** EXERCISE PROMPT **
Keeping every word the same, return the listing from its first line until the line holding "pub struct CreateModelBody" has been returned as well.

** EXCERPTED DATA **
********************

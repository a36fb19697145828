//! Model resource endpoints: create (train), upload, list, read/export, delete.

use axum::{
    extract::{rejection::{JsonRejection, QueryRejection}, Path, Query, State},
    http::{header, HeaderMap, StatusCode},
    response::{IntoResponse, Response},
    Json,
};
use delay_core::{metrics_ext, EstimatorError, ModelId, ModelStatus, ModelView, ResourceError};
use serde::{Deserialize, Serialize};
use std::ffi::OsStr;
use tracing::{info, warn};
use uuid::Uuid;

use crate::error::ApiError;
use crate::state::AppState;

#[derive(Debug, Deserialize)]
pub struct CreateModelBody {
    pub data_source: String,
}

#[derive(Debug, Deserialize)]
pub struct UploadModelBody {
    pub model_location: String,
}

#[derive(Debug, Default, Deserialize)]
pub struct GetModelParams {
    #[serde(default)]
    pub export: Option<bool>,
    #[serde(default)]
    pub file_name: Option<String>,
}

/// Wire shape of a model resource. `errors` only appears on failed models.
#[derive(Debug, Serialize)]
pub struct ModelBody {
    pub id: ModelId,
    pub status: ModelStatus,
    pub deployed: bool,
    #[serde(skip_serializing_if = "Vec::is_empty")]
    pub errors: Vec<ResourceError>,
    #[serde(skip_serializing_if = "Option::is_none")]
    pub export: Option<&'static str>,
}

impl From<ModelView> for ModelBody {
    fn from(view: ModelView) -> Self {
        Self { id: view.id, status: view.status, deployed: view.deployed, errors: view.errors, export: None }
    }
}

#[derive(Debug, Serialize)]
pub struct ModelsResponse {
    pub models: Vec<ModelBody>,
}

/// Ids are opaque; anything that is not one cannot name a stored model.
pub(crate) fn parse_id(raw: &str) -> Result<ModelId, ApiError> {
    Uuid::parse_str(raw.trim()).map_err(|_| ApiError::model_not_found())
}

/// Absolute when the request named its `Host`, path-only otherwise.
fn model_location(headers: &HeaderMap, id: ModelId) -> String {
    match headers.get(header::HOST).and_then(|h| h.to_str().ok()) {
        Some(host) => format!("http://{host}/v1/models/{id}"),
        None => format!("/v1/models/{id}"),
    }
}

/// Export targets must be a bare file name inside the export directory.
fn valid_export_name(name: &str) -> bool {
    name != "." && name != ".." && std::path::Path::new(name).file_name() == Some(OsStr::new(name))
}

fn created(state: &AppState, headers: &HeaderMap, id: ModelId) -> Result<Response, ApiError> {
    let view = state.registry.view(&id).ok_or_else(ApiError::model_not_found)?;
    let location = model_location(headers, id);
    Ok((StatusCode::CREATED, [(header::LOCATION, location)], Json(ModelBody::from(view))).into_response())
}

/// Inserts a `Pending` resource, trains, then records the outcome. Training
/// failures keep the resource as `Failed` rather than removing it.
pub async fn create_model(
    State(state): State<AppState>,
    headers: HeaderMap,
    payload: Result<Json<CreateModelBody>, JsonRejection>,
) -> Result<Response, ApiError> {
    let Json(body) = payload?;
    let source = body.data_source.trim();
    if source.is_empty() { return Err(ApiError::invalid_request("data_source must not be empty")); }

    let resource = delay_core::ModelResource::new();
    let id = resource.id();
    state.registry.insert(resource)?;
    info!(model_id=%id, data_source=%source, "training started");

    match tokio::time::timeout(state.train_timeout, state.estimators.train(source)).await {
        Ok(Ok(estimator)) => {
            state.registry.set_estimator(&id, estimator)?;
            state.registry.transition_status(&id, ModelStatus::Completed)?;
            metrics_ext::record_created("completed");
            info!(model_id=%id, "training completed");
        }
        Ok(Err(err @ EstimatorError::SchemaMismatch(_))) => {
            warn!(model_id=%id, error=%err, "training data rejected");
            state.registry.fail(&id, vec![ApiError::from(err).resource_error()])?;
            metrics_ext::record_created("failed");
        }
        Ok(Err(err)) => {
            warn!(model_id=%id, error=%err, "training failed");
            let api = ApiError::from(err);
            state.registry.fail(&id, vec![api.resource_error()])?;
            metrics_ext::record_created("failed");
            return Err(api);
        }
        Err(_) => {
            warn!(model_id=%id, timeout=?state.train_timeout, "training timed out");
            let api = ApiError::training_timeout();
            state.registry.fail(&id, vec![api.resource_error()])?;
            metrics_ext::record_created("timeout");
            return Err(api);
        }
    }
    created(&state, &headers, id)
}

/// Loads first and only registers the model once it is known to be usable.
pub async fn upload_model(
    State(state): State<AppState>,
    headers: HeaderMap,
    payload: Result<Json<UploadModelBody>, JsonRejection>,
) -> Result<Response, ApiError> {
    let Json(body) = payload?;
    let location = body.model_location.trim();
    if location.is_empty() { return Err(ApiError::invalid_request("model_location must not be empty")); }

    let estimator = state.estimators.load(std::path::Path::new(location)).await.map_err(|err| {
        warn!(model_location=%location, error=%err, "upload rejected");
        ApiError::from(err)
    })?;

    let resource = delay_core::ModelResource::new();
    let id = resource.id();
    state.registry.insert(resource)?;
    state.registry.set_estimator(&id, estimator)?;
    state.registry.transition_status(&id, ModelStatus::Completed)?;
    metrics_ext::record_created("uploaded");
    info!(model_id=%id, model_location=%location, "model uploaded");
    created(&state, &headers, id)
}

pub async fn list_models(State(state): State<AppState>) -> Json<ModelsResponse> {
    let models = state.registry.list().into_iter().map(ModelBody::from).collect();
    Json(ModelsResponse { models })
}

/// `?export=true[&file_name=..]` also writes the estimator into the export directory.
pub async fn get_model(
    State(state): State<AppState>,
    Path(raw_id): Path<String>,
    params: Result<Query<GetModelParams>, QueryRejection>,
) -> Result<Json<ModelBody>, ApiError> {
    let id = parse_id(&raw_id)?;
    let Query(params) = params?;
    let view = state.registry.view(&id).ok_or_else(ApiError::model_not_found)?;
    let mut body = ModelBody::from(view);

    if params.export.unwrap_or(false) {
        let resource = state.registry.get(&id).ok_or_else(ApiError::model_not_found)?;
        let estimator = match (resource.status(), resource.estimator()) {
            (ModelStatus::Completed, Some(est)) => est.clone(),
            _ => return Err(ApiError::model_not_ready()),
        };
        let file_name = params.file_name.unwrap_or_else(|| format!("{id}.json"));
        if !valid_export_name(&file_name) || file_name.contains('\\') {
            return Err(ApiError::invalid_request("file_name must be a plain file name"));
        }
        let path = state.export_dir.join(&file_name);
        let target = path.clone();
        tokio::task::spawn_blocking(move || estimator.save(&target))
            .await
            .map_err(|e| ApiError::internal(e.to_string()))??;
        info!(model_id=%id, path=%path.display(), "model exported");
        body.export = Some("OK");
    }
    Ok(Json(body))
}

pub async fn delete_model(
    State(state): State<AppState>,
    Path(raw_id): Path<String>,
) -> Result<StatusCode, ApiError> {
    let id = parse_id(&raw_id)?;
    state.registry.remove(&id)?;
    Ok(StatusCode::NO_CONTENT)
}

#[cfg(test)]
mod tests {
    use super::*;

    #[test]
    fn body_omits_empty_errors() {
        let view = ModelView { id: Uuid::nil(), status: ModelStatus::Completed, has_estimator: true, errors: vec![], deployed: true, is_default: false };
        let json = serde_json::to_value(ModelBody::from(view)).unwrap();
        assert_eq!(json, serde_json::json!({"id": Uuid::nil(), "status": "COMPLETED", "deployed": true}));
    }

    #[test]
    fn body_lists_errors_of_failed_models() {
        let view = ModelView {
            id: Uuid::nil(),
            status: ModelStatus::Failed,
            has_estimator: false,
            errors: vec![ResourceError::new("incorrect_columns", "missing MES")],
            deployed: false,
            is_default: false,
        };
        let json = serde_json::to_value(ModelBody::from(view)).unwrap();
        assert_eq!(json["errors"][0]["code"], "incorrect_columns");
    }

    #[test]
    fn export_names_must_be_plain_files() {
        assert!(valid_export_name("model.json"));
        for bad in ["", ".", "..", "../x.json", "a/b.json", "/tmp/x.json", "dir/"] {
            assert!(!valid_export_name(bad), "{bad:?} accepted");
        }
    }

    #[test]
    fn location_uses_host_when_present() {
        let id = Uuid::nil();
        assert_eq!(model_location(&HeaderMap::new(), id), format!("/v1/models/{id}"));
        let mut headers = HeaderMap::new();
        headers.insert(header::HOST, "svc.local:8000".parse().unwrap());
        assert_eq!(model_location(&headers, id), format!("http://svc.local:8000/v1/models/{id}"));
    }

    #[test]
    fn malformed_ids_are_not_found() {
        assert_eq!(parse_id("not-a-uuid").unwrap_err().status, StatusCode::NOT_FOUND);
        assert!(parse_id(&Uuid::new_v4().to_string()).is_ok());
    }
}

********************

** EXERCISE SOLUTION **
repository a36fb19697145828
//! Model resource endpoints: create (train), upload, list, read/export, delete.

use axum::{
    extract::{rejection::{JsonRejection, QueryRejection}, Path, Query, State},
    http::{header, HeaderMap, StatusCode},
    response::{IntoResponse, Response},
    Json,
};
use delay_core::{metrics_ext, EstimatorError, ModelId, ModelStatus, ModelView, ResourceError};
use serde::{Deserialize, Serialize};
use std::ffi::OsStr;
use tracing::{info, warn};
use uuid::Uuid;

use crate::error::ApiError;
use crate::state::AppState;

#[derive(Debug, Deserialize)]
pub struct CreateModelBody {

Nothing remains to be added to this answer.